## Work to be completed
An exact transcription of the data below, complete and unaltered, is the expected answer.

## Entries provided
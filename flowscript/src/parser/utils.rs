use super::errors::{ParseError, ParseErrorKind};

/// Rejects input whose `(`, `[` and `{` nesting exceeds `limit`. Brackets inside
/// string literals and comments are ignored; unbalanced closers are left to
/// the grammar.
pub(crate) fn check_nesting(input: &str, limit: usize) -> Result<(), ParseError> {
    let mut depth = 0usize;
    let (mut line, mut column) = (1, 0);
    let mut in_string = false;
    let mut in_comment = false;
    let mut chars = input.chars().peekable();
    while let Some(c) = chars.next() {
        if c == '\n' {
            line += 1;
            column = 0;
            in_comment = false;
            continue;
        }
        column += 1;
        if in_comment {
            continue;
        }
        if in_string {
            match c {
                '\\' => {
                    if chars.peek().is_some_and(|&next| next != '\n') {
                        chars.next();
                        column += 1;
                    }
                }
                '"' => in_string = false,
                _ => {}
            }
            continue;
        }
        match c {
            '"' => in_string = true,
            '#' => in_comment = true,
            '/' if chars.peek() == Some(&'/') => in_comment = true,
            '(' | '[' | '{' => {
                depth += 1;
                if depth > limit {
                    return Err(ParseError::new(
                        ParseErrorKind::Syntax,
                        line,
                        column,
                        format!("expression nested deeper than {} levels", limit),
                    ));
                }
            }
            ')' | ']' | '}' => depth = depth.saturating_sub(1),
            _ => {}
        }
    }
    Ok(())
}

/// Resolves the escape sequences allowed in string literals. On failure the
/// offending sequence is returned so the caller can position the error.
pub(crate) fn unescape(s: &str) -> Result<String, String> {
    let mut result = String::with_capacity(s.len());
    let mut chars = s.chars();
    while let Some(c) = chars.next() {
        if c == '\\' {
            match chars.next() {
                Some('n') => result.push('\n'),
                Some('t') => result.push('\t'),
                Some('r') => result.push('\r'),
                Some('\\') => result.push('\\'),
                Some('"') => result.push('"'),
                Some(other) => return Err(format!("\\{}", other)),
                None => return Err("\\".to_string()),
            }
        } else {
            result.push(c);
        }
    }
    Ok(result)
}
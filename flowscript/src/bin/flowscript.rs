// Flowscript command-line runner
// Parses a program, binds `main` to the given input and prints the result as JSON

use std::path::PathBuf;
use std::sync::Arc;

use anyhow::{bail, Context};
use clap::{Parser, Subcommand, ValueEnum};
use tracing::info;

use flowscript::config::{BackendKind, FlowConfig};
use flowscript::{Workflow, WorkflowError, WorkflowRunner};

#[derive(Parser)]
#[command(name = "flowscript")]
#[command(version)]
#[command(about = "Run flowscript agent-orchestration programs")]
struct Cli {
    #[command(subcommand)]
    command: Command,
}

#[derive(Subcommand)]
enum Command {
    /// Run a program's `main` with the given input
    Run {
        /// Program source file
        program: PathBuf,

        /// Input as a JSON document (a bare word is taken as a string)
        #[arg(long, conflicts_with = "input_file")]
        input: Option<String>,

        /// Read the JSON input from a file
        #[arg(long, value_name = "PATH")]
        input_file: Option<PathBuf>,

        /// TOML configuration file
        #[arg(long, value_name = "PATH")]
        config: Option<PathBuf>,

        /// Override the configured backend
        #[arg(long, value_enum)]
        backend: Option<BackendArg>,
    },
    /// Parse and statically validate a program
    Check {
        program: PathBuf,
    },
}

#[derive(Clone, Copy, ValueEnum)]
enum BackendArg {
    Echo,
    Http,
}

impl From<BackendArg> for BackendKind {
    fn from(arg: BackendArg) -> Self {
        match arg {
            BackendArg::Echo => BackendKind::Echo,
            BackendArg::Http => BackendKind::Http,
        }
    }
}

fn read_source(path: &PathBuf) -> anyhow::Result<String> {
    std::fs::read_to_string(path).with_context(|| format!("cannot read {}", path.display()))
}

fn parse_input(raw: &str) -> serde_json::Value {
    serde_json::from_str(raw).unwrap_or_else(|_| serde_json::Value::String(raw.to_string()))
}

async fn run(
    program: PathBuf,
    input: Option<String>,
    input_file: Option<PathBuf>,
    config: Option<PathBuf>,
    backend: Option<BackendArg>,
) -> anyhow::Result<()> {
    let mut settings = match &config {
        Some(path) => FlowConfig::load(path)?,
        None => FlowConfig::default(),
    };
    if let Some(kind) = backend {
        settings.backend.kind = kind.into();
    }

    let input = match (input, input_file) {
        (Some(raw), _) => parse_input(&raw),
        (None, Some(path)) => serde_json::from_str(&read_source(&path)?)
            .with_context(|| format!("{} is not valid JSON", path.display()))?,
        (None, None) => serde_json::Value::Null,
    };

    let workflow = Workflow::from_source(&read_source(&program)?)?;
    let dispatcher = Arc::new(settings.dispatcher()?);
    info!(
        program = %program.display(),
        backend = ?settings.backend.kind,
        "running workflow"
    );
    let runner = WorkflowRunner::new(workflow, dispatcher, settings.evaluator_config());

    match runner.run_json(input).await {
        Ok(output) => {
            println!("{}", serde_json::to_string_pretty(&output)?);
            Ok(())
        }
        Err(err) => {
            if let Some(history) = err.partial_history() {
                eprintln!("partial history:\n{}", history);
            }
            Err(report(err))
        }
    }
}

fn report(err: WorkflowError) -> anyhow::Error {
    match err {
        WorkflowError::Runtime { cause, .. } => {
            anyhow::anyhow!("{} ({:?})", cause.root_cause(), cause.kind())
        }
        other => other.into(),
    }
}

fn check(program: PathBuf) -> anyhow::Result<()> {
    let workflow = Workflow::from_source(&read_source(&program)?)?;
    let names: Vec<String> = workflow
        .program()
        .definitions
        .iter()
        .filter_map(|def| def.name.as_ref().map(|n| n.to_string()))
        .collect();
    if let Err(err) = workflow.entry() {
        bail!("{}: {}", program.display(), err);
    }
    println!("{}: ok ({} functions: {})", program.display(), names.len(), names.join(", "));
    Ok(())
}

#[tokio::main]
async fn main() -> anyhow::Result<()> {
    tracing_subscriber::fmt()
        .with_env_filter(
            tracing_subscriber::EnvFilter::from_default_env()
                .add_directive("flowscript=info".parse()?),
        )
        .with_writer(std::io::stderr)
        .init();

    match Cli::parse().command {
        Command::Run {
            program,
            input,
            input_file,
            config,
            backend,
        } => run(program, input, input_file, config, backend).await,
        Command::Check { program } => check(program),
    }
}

## Exercise answer
filename flowscript/src/parser/utils.rs
use super::errors::{ParseError, ParseErrorKind};

/// Rejects input whose `(`, `[` and `{` nesting exceeds `limit`. Brackets inside
/// string literals and comments are ignored; unbalanced closers are left to
/// the grammar.
pub(crate) fn check_nesting(input: &str, limit: usize) -> Result<(), ParseError> {
    let mut depth = 0usize;
    let (mut line, mut column) = (1, 0);
    let mut in_string = false;
    let mut in_comment = false;
    let mut chars = input.chars().peekable();
    while let Some(c) = chars.next() {
        if c == '\n' {
            line += 1;
            column = 0;
            in_comment = false;
            continue;
        }
        column += 1;
        if in_comment {
            continue;
        }
        if in_string {
            match c {
                '\\' => {
                    if chars.peek().is_some_and(|&next| next != '\n') {
                        chars.next();
                        column += 1;
                    }
                }
                '"' => in_string = false,
                _ => {}
            }
            continue;
        }
        match c {
            '"' => in_string = true,
            '#' => in_comment = true,
            '/' if chars.peek() == Some(&'/') => in_comment = true,
            '(' | '[' | '{' => {
                depth += 1;
                if depth > limit {
                    return Err(ParseError::new(
                        ParseErrorKind::Syntax,
                        line,
                        column,
                        format!("expression nested deeper than {} levels", limit),
                    ));
                }
            }
            ')' | ']' | '}' => depth = depth.saturating_sub(1),
            _ => {}
        }
    }
    Ok(())
}

/// Resolves the escape sequences allowed in string literals. On failure the
/// offending sequence is returned so the caller can position the error.
pub(crate) fn unescape(s: &str) -> Result<String, String> {
    let mut result = String::with_capacity(s.len());
    let mut chars = s.chars();
    while let Some(c) = chars.next() {
        if c == '\\' {
            match chars.next() {
                Some('n') => result.push('\n'),
                Some('t') => result.push('\t'),
                Some('r') => result.push('\r'),
                Some('\\') => result.push('\\'),
                Some('"') => result.push('"'),
                Some(other) => return Err(format!("\\{}", other)),
                None => return Err("\\".to_string()),
            }
        } else {
            result.push(c);
        }
    }
    Ok(result)
}
filename flowscript/src/bin/flowscript.rs
// Flowscript command-line runner
// Parses a program, binds `main` to the given input and prints the result as JSON

use std::path::PathBuf;
use std::sync::Arc;

use anyhow::{bail, Context};
use clap::{Parser, Subcommand, ValueEnum};
use tracing::info;

use flowscript::config::{BackendKind, FlowConfig};
use flowscript::{Workflow, WorkflowError, WorkflowRunner};

#[derive(Parser)]
#[command(name = "flowscript")]
#[command(version)]
#[command(about = "Run flowscript agent-orchestration programs")]
struct Cli {
    #[command(subcommand)]
    command: Command,
}

#[derive(Subcommand)]
enum Command {
    /// Run a program's `main` with the given input
    Run {
        /// Program source file
        program: PathBuf,

        /// Input as a JSON document (a bare word is taken as a string)
        #[arg(long, conflicts_with = "input_file")]
        input: Option<String>,

        /// Read the JSON input from a file
        #[arg(long, value_name = "PATH")]
        input_file: Option<PathBuf>,

        /// TOML configuration file
        #[arg(long, value_name = "PATH")]
        config: Option<PathBuf>,

        /// Override the configured backend
        #[arg(long, value_enum)]
        backend: Option<BackendArg>,
    },
    /// Parse and statically validate a program
    Check {
        program: PathBuf,
    },
}

#[derive(Clone, Copy, ValueEnum)]
enum BackendArg {
    Echo,
    Http,
}

impl From<BackendArg> for BackendKind {
    fn from(arg: BackendArg) -> Self {
        match arg {
            BackendArg::Echo => BackendKind::Echo,
            BackendArg::Http => BackendKind::Http,
        }
    }
}

fn read_source(path: &PathBuf) -> anyhow::Result<String> {
    std::fs::read_to_string(path).with_context(|| format!("cannot read {}", path.display()))
}

fn parse_input(raw: &str) -> serde_json::Value {
    serde_json::from_str(raw).unwrap_or_else(|_| serde_json::Value::String(raw.to_string()))
}

async fn run(
    program: PathBuf,
    input: Option<String>,
    input_file: Option<PathBuf>,
    config: Option<PathBuf>,
    backend: Option<BackendArg>,
) -> anyhow::Result<()> {
    let mut settings = match &config {
        Some(path) => FlowConfig::load(path)?,
        None => FlowConfig::default(),
    };
    if let Some(kind) = backend {
        settings.backend.kind = kind.into();
    }

    let input = match (input, input_file) {
        (Some(raw), _) => parse_input(&raw),
        (None, Some(path)) => serde_json::from_str(&read_source(&path)?)
            .with_context(|| format!("{} is not valid JSON", path.display()))?,
        (None, None) => serde_json::Value::Null,
    };

    let workflow = Workflow::from_source(&read_source(&program)?)?;
    let dispatcher = Arc::new(settings.dispatcher()?);
    info!(
        program = %program.display(),
        backend = ?settings.backend.kind,
        "running workflow"
    );
    let runner = WorkflowRunner::new(workflow, dispatcher, settings.evaluator_config());

    match runner.run_json(input).await {
        Ok(output) => {
            println!("{}", serde_json::to_string_pretty(&output)?);
            Ok(())
        }
        Err(err) => {
            if let Some(history) = err.partial_history() {
                eprintln!("partial history:\n{}", history);
            }
            Err(report(err))
        }
    }
}

fn report(err: WorkflowError) -> anyhow::Error {
    match err {
        WorkflowError::Runtime { cause, .. } => {
            anyhow::anyhow!("{} ({:?})", cause.root_cause(), cause.kind())
        }
        other => other.into(),
    }
}

fn check(program: PathBuf) -> anyhow::Result<()> {
    let workflow = Workflow::from_source(&read_source(&program)?)?;
    let names: Vec<String> = workflow
        .program()
        .definitions
        .iter()
        .filter_map(|def| def.name.as_ref().map(|n| n.to_string()))
        .collect();
    if let Err(err) = workflow.entry() {
        bail!("{}: {}", program.display(), err);
    }
    println!("{}: ok ({} functions: {})", program.display(), names.len(), names.join(", "));
    Ok(())
}

#[tokio::main]
async fn main() -> anyhow::Result<()> {
    tracing_subscriber::fmt()
        .with_env_filter(
            tracing_subscriber::EnvFilter::from_default_env()
                .add_directive("flowscript=info".parse()?),
        )
        .with_writer(std::io::stderr)
        .init();

    match Cli::parse().command {
        Command::Run {
            program,
            input,
            input_file,
            config,
            backend,
        } => run(program, input, input_file, config, backend).await,
        Command::Check { program } => check(program),
    }
}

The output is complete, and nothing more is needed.